[TASK DIRECTIONS]:
Please retype every entry below, keeping it exactly the same.

Stored data entries
^^^^^^^^^^^^^^^^

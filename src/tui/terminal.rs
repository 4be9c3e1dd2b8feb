//! Terminal setup and restoration

use crossterm::{
    cursor,
    terminal::{disable_raw_mode, enable_raw_mode, EnterAlternateScreen, LeaveAlternateScreen},
    ExecutableCommand,
};
use ratatui::prelude::*;
use std::io::{self, stdout, Stdout};

/// Owns the terminal for the lifetime of the game. Raw mode and the
/// alternate screen are undone on drop.
pub struct Tui {
    terminal: Terminal<CrosstermBackend<Stdout>>,
    active: bool,
}

impl Tui {
    pub fn new() -> io::Result<Self> {
        let terminal = Terminal::new(CrosstermBackend::new(stdout()))?;
        Ok(Self {
            terminal,
            active: false,
        })
    }

    /// Enter raw mode and the alternate screen
    pub fn enter(&mut self) -> io::Result<()> {
        enable_raw_mode()?;
        stdout().execute(EnterAlternateScreen)?;
        stdout().execute(cursor::Hide)?;
        self.terminal.clear()?;
        self.active = true;
        Ok(())
    }

    /// Restore the terminal. Safe to call more than once.
    pub fn exit(&mut self) -> io::Result<()> {
        if !self.active {
            return Ok(());
        }
        self.active = false;
        restore()
    }

    pub fn draw<F>(&mut self, f: F) -> io::Result<()>
    where
        F: FnOnce(&mut Frame),
    {
        self.terminal.draw(f)?;
        Ok(())
    }
}

impl Drop for Tui {
    fn drop(&mut self) {
        let _ = self.exit();
    }
}

fn restore() -> io::Result<()> {
    stdout().execute(cursor::Show)?;
    stdout().execute(LeaveAlternateScreen)?;
    disable_raw_mode()?;
    Ok(())
}

/// Put the terminal back before a panic message is printed, otherwise it
/// lands on the alternate screen and vanishes.
pub fn install_panic_hook() {
    let default_hook = std::panic::take_hook();
    std::panic::set_hook(Box::new(move |info| {
        let _ = restore();
        tracing::error!("panic: {info}");
        default_hook(info);
    }));
}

^^^^^^^^^^^^^^^^

[FINISHED EXERCISE]:
filename src/tui/terminal.rs
repository 4be9c3e1dd2b8feb
//! Terminal setup and restoration

use crossterm::{
    cursor,
    terminal::{disable_raw_mode, enable_raw_mode, EnterAlternateScreen, LeaveAlternateScreen},
    ExecutableCommand,
};
use ratatui::prelude::*;
use std::io::{self, stdout, Stdout};

/// Owns the terminal for the lifetime of the game. Raw mode and the
/// alternate screen are undone on drop.
pub struct Tui {
    terminal: Terminal<CrosstermBackend<Stdout>>,
    active: bool,
}

impl Tui {
    pub fn new() -> io::Result<Self> {
        let terminal = Terminal::new(CrosstermBackend::new(stdout()))?;
        Ok(Self {
            terminal,
            active: false,
        })
    }

    /// Enter raw mode and the alternate screen
    pub fn enter(&mut self) -> io::Result<()> {
        enable_raw_mode()?;
        stdout().execute(EnterAlternateScreen)?;
        stdout().execute(cursor::Hide)?;
        self.terminal.clear()?;
        self.active = true;
        Ok(())
    }

    /// Restore the terminal. Safe to call more than once.
    pub fn exit(&mut self) -> io::Result<()> {
        if !self.active {
            return Ok(());
        }
        self.active = false;
        restore()
    }

    pub fn draw<F>(&mut self, f: F) -> io::Result<()>
    where
        F: FnOnce(&mut Frame),
    {
        self.terminal.draw(f)?;
        Ok(())
    }
}

impl Drop for Tui {
    fn drop(&mut self) {
        let _ = self.exit();
    }
}

fn restore() -> io::Result<()> {
    stdout().execute(cursor::Show)?;
    stdout().execute(LeaveAlternateScreen)?;
    disable_raw_mode()?;
    Ok(())
}

/// Put the terminal back before a panic message is printed, otherwise it
/// lands on the alternate screen and vanishes.
pub fn install_panic_hook() {
    let default_hook = std::panic::take_hook();
    std::panic::set_hook(Box::new(move |info| {
        let _ = restore();
        tracing::error!("panic: {info}");
        default_hook(info);
    }));
}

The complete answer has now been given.